Bonesetters: Joint Manipulators and Musculoskeletal Fixers

Bonesetters of the 1700s and 1800s were like today’s chiropractors, osteopaths, and physical therapists rolled into one. They practiced joint manipulation and fixed musculoskeletal injuries using manual force. Traditionally, these practitioners did not have formal medical training but rather learned their skills on their own or from their family with bone-setting knowledge being passed down from one generation to the next.

Courtesy of Wikipedia.

Bonesetters of the 1700s and 1800s could be found in many countries. For instance they were readily found in America, the United Kingdom, and France where they were called by a variety of names. For instance, sometimes their names were local or regional variants although for the most part they were “most commonly known as a ‘rebouteur’ or ‘renouneur,’ from renouer, to join together. Other French terms included ‘adoubeur,’ ‘radoubeur,’ ‘remetteur,’ ‘rhabilleur,’ and even ‘ossier.’”[1]
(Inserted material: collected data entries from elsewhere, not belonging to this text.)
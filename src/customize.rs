//! Overlays that change what some keys read as without touching the trie they sit on.

use crate::error::Result;
use crate::trie::{Lexicon, NodeId, Trie};
use serde::Deserialize;
use std::collections::{BTreeMap, HashMap};
use std::sync::Arc;
use tracing::debug;

/// Replacement value for one key.
#[derive(Debug, Clone, PartialEq, Eq)]
pub enum Override {
    /// Use these readings instead, preferred first.
    Candidates(Vec<String>),
    /// Report the key as having no reading at all.
    Suppressed,
}

impl From<&str> for Override {
    fn from(reading: &str) -> Self {
        Override::Candidates(vec![reading.to_string()])
    }
}

impl From<String> for Override {
    fn from(reading: String) -> Self {
        Override::Candidates(vec![reading])
    }
}

impl From<Vec<String>> for Override {
    fn from(readings: Vec<String>) -> Self {
        Override::Candidates(readings)
    }
}

impl From<Option<Vec<String>>> for Override {
    fn from(readings: Option<Vec<String>>) -> Self {
        readings.map_or(Override::Suppressed, Override::Candidates)
    }
}

/// What a single layer says about a node.
#[derive(Debug, Clone, Copy, PartialEq, Eq)]
pub enum Resolution<'a> {
    /// No override here; ask the parent.
    Inherited,
    Values(&'a [String]),
    Suppressed,
}

/// Shared handle to either the base trie or a customization layer over it.
#[derive(Debug, Clone)]
pub enum Dictionary {
    Base(Arc<Trie>),
    Custom(Arc<CustomizedTrie>),
}

impl Dictionary {
    /// Handle to the process-wide bundled dictionary.
    pub fn global() -> Self {
        Dictionary::Base(Arc::clone(Trie::global()))
    }

    /// A new layer over `self` with `mapping` applied. `self` and every layer
    /// already derived from it are unaffected.
    pub fn customize<K, V>(&self, mapping: impl IntoIterator<Item = (K, V)>) -> Dictionary
    where
        K: AsRef<str>,
        V: Into<Override>,
    {
        let mut layer = CustomizedTrie::new(self.clone());
        layer.extend(mapping);
        Dictionary::Custom(Arc::new(layer))
    }

    /// Smallest node id no node reachable through this handle uses.
    fn node_limit(&self) -> u32 {
        match self {
            Dictionary::Base(trie) => trie.len() as u32,
            Dictionary::Custom(layer) => layer.next_id,
        }
    }
}

impl From<Trie> for Dictionary {
    fn from(trie: Trie) -> Self {
        Dictionary::Base(Arc::new(trie))
    }
}

impl From<Arc<Trie>> for Dictionary {
    fn from(trie: Arc<Trie>) -> Self {
        Dictionary::Base(trie)
    }
}

impl Lexicon for Dictionary {
    fn child(&self, node: NodeId, ch: char) -> Option<NodeId> {
        match self {
            Dictionary::Base(trie) => trie.child(node, ch),
            Dictionary::Custom(layer) => layer.child(node, ch),
        }
    }

    fn candidates(&self, node: NodeId) -> Option<&[String]> {
        match self {
            Dictionary::Base(trie) => trie.candidates(node),
            Dictionary::Custom(layer) => layer.candidates(node),
        }
    }
}

/// A writable view over a parent dictionary.
///
/// Overrides are keyed by node. Keys the parent has never seen get fresh nodes
/// numbered past everything the parent can reach, so ids stay unique along the chain.
#[derive(Debug)]
pub struct CustomizedTrie {
    parent: Dictionary,
    overlay: HashMap<NodeId, Override>,
    children: HashMap<NodeId, BTreeMap<char, NodeId>>,
    next_id: u32,
}

impl CustomizedTrie {
    pub fn new(parent: Dictionary) -> Self {
        let next_id = parent.node_limit();
        Self {
            parent,
            overlay: HashMap::new(),
            children: HashMap::new(),
            next_id,
        }
    }

    pub fn parent(&self) -> &Dictionary {
        &self.parent
    }

    /// Override `key`. An empty key is ignored.
    pub fn set(&mut self, key: &str, value: impl Into<Override>) {
        if key.is_empty() {
            return;
        }
        let node = key
            .chars()
            .fold(NodeId::ROOT, |node, ch| self.child_or_insert(node, ch));
        self.overlay.insert(node, value.into());
    }

    /// Drop this layer's override for `key`, deferring to the parent again.
    pub fn unset(&mut self, key: &str) -> Option<Override> {
        let node = self.find(key)?;
        self.overlay.remove(&node)
    }

    pub fn extend<K, V>(&mut self, mapping: impl IntoIterator<Item = (K, V)>)
    where
        K: AsRef<str>,
        V: Into<Override>,
    {
        for (key, value) in mapping {
            self.set(key.as_ref(), value);
        }
        debug!(
            overrides = self.overlay.len(),
            added_nodes = self.next_id - self.parent.node_limit(),
            "customization layer updated"
        );
    }

    /// This layer's own say about `node`, without consulting the parent.
    pub fn resolve(&self, node: NodeId) -> Resolution<'_> {
        match self.overlay.get(&node) {
            None => Resolution::Inherited,
            Some(Override::Candidates(readings)) => Resolution::Values(readings),
            Some(Override::Suppressed) => Resolution::Suppressed,
        }
    }

    pub fn override_count(&self) -> usize {
        self.overlay.len()
    }

    fn child_or_insert(&mut self, node: NodeId, ch: char) -> NodeId {
        if let Some(child) = self.child(node, ch) {
            return child;
        }
        let child = NodeId(self.next_id);
        self.next_id += 1;
        self.children.entry(node).or_default().insert(ch, child);
        child
    }
}

impl Lexicon for CustomizedTrie {
    fn child(&self, node: NodeId, ch: char) -> Option<NodeId> {
        self.children
            .get(&node)
            .and_then(|children| children.get(&ch))
            .copied()
            .or_else(|| self.parent.child(node, ch))
    }

    fn candidates(&self, node: NodeId) -> Option<&[String]> {
        match self.resolve(node) {
            Resolution::Values(readings) => Some(readings),
            Resolution::Suppressed => None,
            Resolution::Inherited => self.parent.candidates(node),
        }
    }
}

#[derive(Deserialize)]
#[serde(untagged)]
enum MappingValue {
    One(String),
    Many(Vec<String>),
}

/// Parse a JSON customization mapping: `{"key": "reading" | ["r1", "r2"] | null}`,
/// where `null` suppresses the key.
pub fn parse_custom_mapping(json: &str) -> Result<Vec<(String, Override)>> {
    let raw: BTreeMap<String, Option<MappingValue>> = serde_json::from_str(json)?;
    Ok(raw
        .into_iter()
        .map(|(key, value)| {
            let value = match value {
                None => Override::Suppressed,
                Some(MappingValue::One(reading)) => Override::Candidates(vec![reading]),
                Some(MappingValue::Many(readings)) => Override::Candidates(readings),
            };
            (key, value)
        })
        .collect())
}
Bonesetters of these times were also primarily male practitioners. Many had long family legacies and had been around for years, but they did not receive praise and recognition for their unique skills until the early 1700s. This praise changed to disdain as medicine began to advance. Bonesetters they became thought of as less than legitimate because they had no formal training. Moreover, the bonesetter’s reputation declined as “orthopedic knowledge became more and more a part of the armamentarium of the general physician.”[2]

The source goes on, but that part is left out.